(Dataset entries)
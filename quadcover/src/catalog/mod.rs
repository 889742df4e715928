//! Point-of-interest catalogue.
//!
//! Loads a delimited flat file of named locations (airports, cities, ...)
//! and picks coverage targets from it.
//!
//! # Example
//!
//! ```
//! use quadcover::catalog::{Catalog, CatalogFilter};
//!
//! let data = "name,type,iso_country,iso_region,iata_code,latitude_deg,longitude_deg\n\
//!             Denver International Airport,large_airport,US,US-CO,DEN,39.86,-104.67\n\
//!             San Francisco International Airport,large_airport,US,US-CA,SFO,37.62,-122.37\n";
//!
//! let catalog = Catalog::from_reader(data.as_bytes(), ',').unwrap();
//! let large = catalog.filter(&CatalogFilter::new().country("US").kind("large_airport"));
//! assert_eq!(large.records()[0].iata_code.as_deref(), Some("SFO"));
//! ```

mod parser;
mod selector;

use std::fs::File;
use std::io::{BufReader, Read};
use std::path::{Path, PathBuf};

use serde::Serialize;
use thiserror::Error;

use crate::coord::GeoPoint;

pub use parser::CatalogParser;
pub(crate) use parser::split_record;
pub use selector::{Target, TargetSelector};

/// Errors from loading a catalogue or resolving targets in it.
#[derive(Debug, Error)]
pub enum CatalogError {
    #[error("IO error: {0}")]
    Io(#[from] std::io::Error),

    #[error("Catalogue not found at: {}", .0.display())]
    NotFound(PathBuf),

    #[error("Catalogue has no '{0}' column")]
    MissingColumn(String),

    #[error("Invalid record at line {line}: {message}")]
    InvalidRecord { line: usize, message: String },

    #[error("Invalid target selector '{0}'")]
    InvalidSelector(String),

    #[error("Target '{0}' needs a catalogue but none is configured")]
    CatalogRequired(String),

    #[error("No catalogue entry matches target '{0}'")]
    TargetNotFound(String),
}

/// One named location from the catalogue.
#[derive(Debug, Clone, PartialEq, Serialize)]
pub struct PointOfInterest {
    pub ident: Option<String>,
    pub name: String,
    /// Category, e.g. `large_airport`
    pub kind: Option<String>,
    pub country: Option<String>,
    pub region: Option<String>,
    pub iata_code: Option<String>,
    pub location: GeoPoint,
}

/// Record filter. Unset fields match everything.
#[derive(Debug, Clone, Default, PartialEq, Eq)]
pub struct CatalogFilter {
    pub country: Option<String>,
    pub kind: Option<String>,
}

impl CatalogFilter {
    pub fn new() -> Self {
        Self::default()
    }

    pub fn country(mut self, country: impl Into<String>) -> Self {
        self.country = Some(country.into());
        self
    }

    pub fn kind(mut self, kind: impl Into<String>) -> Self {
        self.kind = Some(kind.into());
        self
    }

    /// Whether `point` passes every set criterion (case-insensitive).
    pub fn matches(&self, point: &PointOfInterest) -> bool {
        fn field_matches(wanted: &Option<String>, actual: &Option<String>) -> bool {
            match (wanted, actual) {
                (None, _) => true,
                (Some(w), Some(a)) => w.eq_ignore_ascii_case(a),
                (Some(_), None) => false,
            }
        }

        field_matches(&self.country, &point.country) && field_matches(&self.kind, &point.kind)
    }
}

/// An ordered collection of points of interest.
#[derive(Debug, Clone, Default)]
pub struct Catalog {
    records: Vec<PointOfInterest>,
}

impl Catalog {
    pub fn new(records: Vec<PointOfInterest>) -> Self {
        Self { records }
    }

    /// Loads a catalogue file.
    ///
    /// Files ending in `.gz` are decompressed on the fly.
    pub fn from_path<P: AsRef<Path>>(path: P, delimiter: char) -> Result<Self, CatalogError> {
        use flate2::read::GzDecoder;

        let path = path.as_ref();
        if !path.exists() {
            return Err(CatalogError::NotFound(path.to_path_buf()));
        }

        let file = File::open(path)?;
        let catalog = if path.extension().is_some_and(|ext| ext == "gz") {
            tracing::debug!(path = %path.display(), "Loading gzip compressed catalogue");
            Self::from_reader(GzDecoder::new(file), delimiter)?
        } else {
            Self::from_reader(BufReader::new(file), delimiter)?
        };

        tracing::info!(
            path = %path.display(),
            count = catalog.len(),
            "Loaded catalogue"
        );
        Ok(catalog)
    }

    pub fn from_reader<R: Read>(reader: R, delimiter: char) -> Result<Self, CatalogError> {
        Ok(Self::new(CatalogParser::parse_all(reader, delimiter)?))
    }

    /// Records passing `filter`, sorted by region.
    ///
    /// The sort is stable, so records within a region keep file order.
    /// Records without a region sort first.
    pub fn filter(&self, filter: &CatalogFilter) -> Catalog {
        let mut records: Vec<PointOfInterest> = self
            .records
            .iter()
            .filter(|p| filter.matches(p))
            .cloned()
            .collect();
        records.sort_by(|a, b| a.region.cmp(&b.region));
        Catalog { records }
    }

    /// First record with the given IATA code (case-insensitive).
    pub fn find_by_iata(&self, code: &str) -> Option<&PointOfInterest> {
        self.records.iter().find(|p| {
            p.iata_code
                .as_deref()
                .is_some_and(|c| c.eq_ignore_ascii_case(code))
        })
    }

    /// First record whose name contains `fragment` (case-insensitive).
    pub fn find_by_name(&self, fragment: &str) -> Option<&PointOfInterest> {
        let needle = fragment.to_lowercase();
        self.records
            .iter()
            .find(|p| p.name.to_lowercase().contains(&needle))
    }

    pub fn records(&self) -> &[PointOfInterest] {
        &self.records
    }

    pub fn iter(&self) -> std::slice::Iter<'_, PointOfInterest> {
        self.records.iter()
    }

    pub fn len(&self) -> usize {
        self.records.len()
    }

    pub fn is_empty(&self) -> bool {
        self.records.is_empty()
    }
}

## How to complete this task
Pick each line holding "quadcover" out of the entries above and return it.

## Result
filename quadcover/src/catalog/mod.rs
//! use quadcover::catalog::{Catalog, CatalogFilter};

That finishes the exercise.